USD/JPY unable to hold above 50DMA at 113.20 as long-duration US yields remains subdued

  • After hawkish Fed Chair Powell remarks, USD/JPY attempted to recover towards 114.00 on Tuesday, but the momentum faded.
  • The pair is now back under its 50DMA at 113.20 as long-duration US yields remain subdued.

USD/JPY was choppy on Tuesday, pushing as high as the 113.60s in the immediate aftermath of hawkish remarks from Fed Chair Jerome Powell in his Congressional testimony from prior lows under 112.60, before pulling back towards 113.00 more recently.
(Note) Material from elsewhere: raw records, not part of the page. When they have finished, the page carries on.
//! Incident registry tests

use smart_traffic::simulation::{
    EdgeId, EventManager, IncidentState, SeverityPolicy, SimError, BLOCKED_THRESHOLD,
};

#[test]
fn test_report_and_penalty() {
    let events = EventManager::new(4);
    let id = events.report(EdgeId(1), 2.0, 5.0).unwrap();

    assert_eq!(events.active_incidents(EdgeId(1)).len(), 1);
    assert_eq!(events.active_incidents(EdgeId(1))[0].id, id);
    assert_eq!(events.penalty(EdgeId(1), 0.0, SeverityPolicy::Max), 2.0);
    assert_eq!(events.penalty(EdgeId(0), 0.0, SeverityPolicy::Max), 0.0);
}

#[test]
fn test_report_on_unknown_edge_is_rejected() {
    let events = EventManager::new(2);
    let err = events.report(EdgeId(7), 1.0, 1.0).unwrap_err();
    assert!(matches!(err, SimError::ProtocolViolation(_)));
    assert!(events.all_active().is_empty());
}

/// Once the TTL runs out the incident stops counting, at that time and later
#[test]
fn test_expired_incident_excluded_from_cost() {
    let events = EventManager::new(3);
    events.report(EdgeId(2), 4.0, 5.0).unwrap();

    for _ in 0..4 {
        assert_eq!(events.tick(1.0), 0);
    }
    assert_eq!(events.penalty(EdgeId(2), events.now(), SeverityPolicy::Max), 4.0);

    assert_eq!(events.tick(1.0), 1);
    assert_eq!(events.now(), 5.0);
    for at in [5.0, 5.5, 100.0] {
        assert_eq!(events.penalty(EdgeId(2), at, SeverityPolicy::Sum), 0.0);
    }
    assert!(events.active_incidents(EdgeId(2)).is_empty());
}

#[test]
fn test_penalty_at_expiry_time_even_before_tick() {
    let events = EventManager::new(1);
    events.report(EdgeId(0), 3.0, 2.0).unwrap();
    assert_eq!(events.penalty(EdgeId(0), 1.9, SeverityPolicy::Max), 3.0);
    assert_eq!(events.penalty(EdgeId(0), 2.0, SeverityPolicy::Max), 0.0);
}

#[test]
fn test_sweep_purges_only_expired() {
    let events = EventManager::new(2);
    events.report(EdgeId(0), 1.0, 1.0).unwrap();
    events.report(EdgeId(0), 1.0, 10.0).unwrap();
    events.report(EdgeId(1), 1.0, 0.0).unwrap();

    events.tick(2.0);
    assert_eq!(events.sweep(), 2);
    assert_eq!(events.sweep(), 0);

    let remaining = events.all_active();
    assert_eq!(remaining.len(), 1);
    assert_eq!(remaining[0].state, IncidentState::Active);
    assert_eq!(remaining[0].remaining_ttl(events.now()), 8.0);
}

#[test]
fn test_overlapping_incidents_are_not_merged() {
    let events = EventManager::new(1);
    let first = events.report(EdgeId(0), 2.0, 5.0).unwrap();
    let second = events.report(EdgeId(0), 5.0, 5.0).unwrap();
    assert_ne!(first, second);

    assert_eq!(events.active_incidents(EdgeId(0)).len(), 2);
    assert_eq!(events.penalty(EdgeId(0), 0.0, SeverityPolicy::Max), 5.0);
    assert_eq!(events.penalty(EdgeId(0), 0.0, SeverityPolicy::Sum), 7.0);

    assert!(events.clear(second));
    assert!(!events.clear(second));
    assert_eq!(events.penalty(EdgeId(0), 0.0, SeverityPolicy::Max), 2.0);
}

#[test]
fn test_temporary_block_marks_edge_blocked() {
    let events = EventManager::new(3);
    events.report(EdgeId(0), BLOCKED_THRESHOLD - 1.0, 5.0).unwrap();
    events.spawn_temporary_block(EdgeId(2), 3.0).unwrap();
    events.spawn_temporary_block(EdgeId(2), 4.0).unwrap();

    assert!(!events.is_blocked(EdgeId(0)));
    assert!(events.is_blocked(EdgeId(2)));
    assert_eq!(events.blocked_edges(), vec![EdgeId(2)]);

    events.tick(4.0);
    assert!(!events.is_blocked(EdgeId(2)));
    assert!(events.blocked_edges().is_empty());
}

#[test]
fn test_concurrent_reports_keep_every_incident() {
    let events = std::sync::Arc::new(EventManager::new(4));
    let handles: Vec<_> = (0..8)
        .map(|t| {
            let events = events.clone();
            std::thread::spawn(move || {
                for i in 0..50 {
                    events.report(EdgeId((t + i) % 4), 1.0, 100.0).unwrap();
                    if i % 10 == 0 {
                        events.tick(0.01);
                    }
                }
            })
        })
        .collect();
    for handle in handles {
        handle.join().unwrap();
    }

    let all = events.all_active();
    assert_eq!(all.len(), 400);
    let mut ids: Vec<u64> = all.iter().map(|inc| inc.id.0).collect();
    ids.dedup();
    assert_eq!(ids.len(), 400);
}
That means the pair is on course to post on the day losses of 0.3%, with the session lows under 112.60 actually marking seven-week lows at the time.

USD/JPY’s failure to rally back to Monday’s highs close to 114.00 and the 21-day moving average just above it is a sign that, for now, bullish momentum is weak. That suggests the 50DMA 113.20, which was supported as recently as last Friday and this Monday, may continue to cap the price action, or at least act as a magnet to it. Now that prices have dipped below previous monthly lows and to as low as the 112.50s, a push back lower towards the 112.00 level could be on the cards, so long as recent downside momentum in US government bond yields doesn’t reverse.

Yield update

As is normally the case, USD/JPY price action on Tuesday was to a large extent driven by fluctuations in US bond yields and its impact on US/Japan rate differentials. The US yield curve saw notable bull flattening on Tuesday, with the 2-year yield actually up about 2bps on the day to around 0.52%, the 10s down nearly 9bps to 1.44% after printing its lowest level since September. The 30s, meanwhile, was down over 9bps to under 1.80% and printed its lowest since January of this year.

While short-end yields were given a lasting boost by Fed Chair Powell’s hawkish message, the boost to longer-term yields quickly faded. Traders cited concerns about the Fed turning more hawkish at a time when the economic outlook is unusually unclear given uncertainties to do with the Omicron variant as a reason why longer-duration US bonds were able to retain a decent safe-haven bid.

USD/JPY tends to be more sensitive to rate differentials on longer-term bonds, thus, if the 10 and 30-year yields do make important downside breaks, this would weigh heavily on the pair. The risk of further safe-haven bids into long-term US bonds in wake of more bad news on the Covid-19 Omicron front remains elevated and until there is more certainty, USD/JPY may remain a sell on rallies.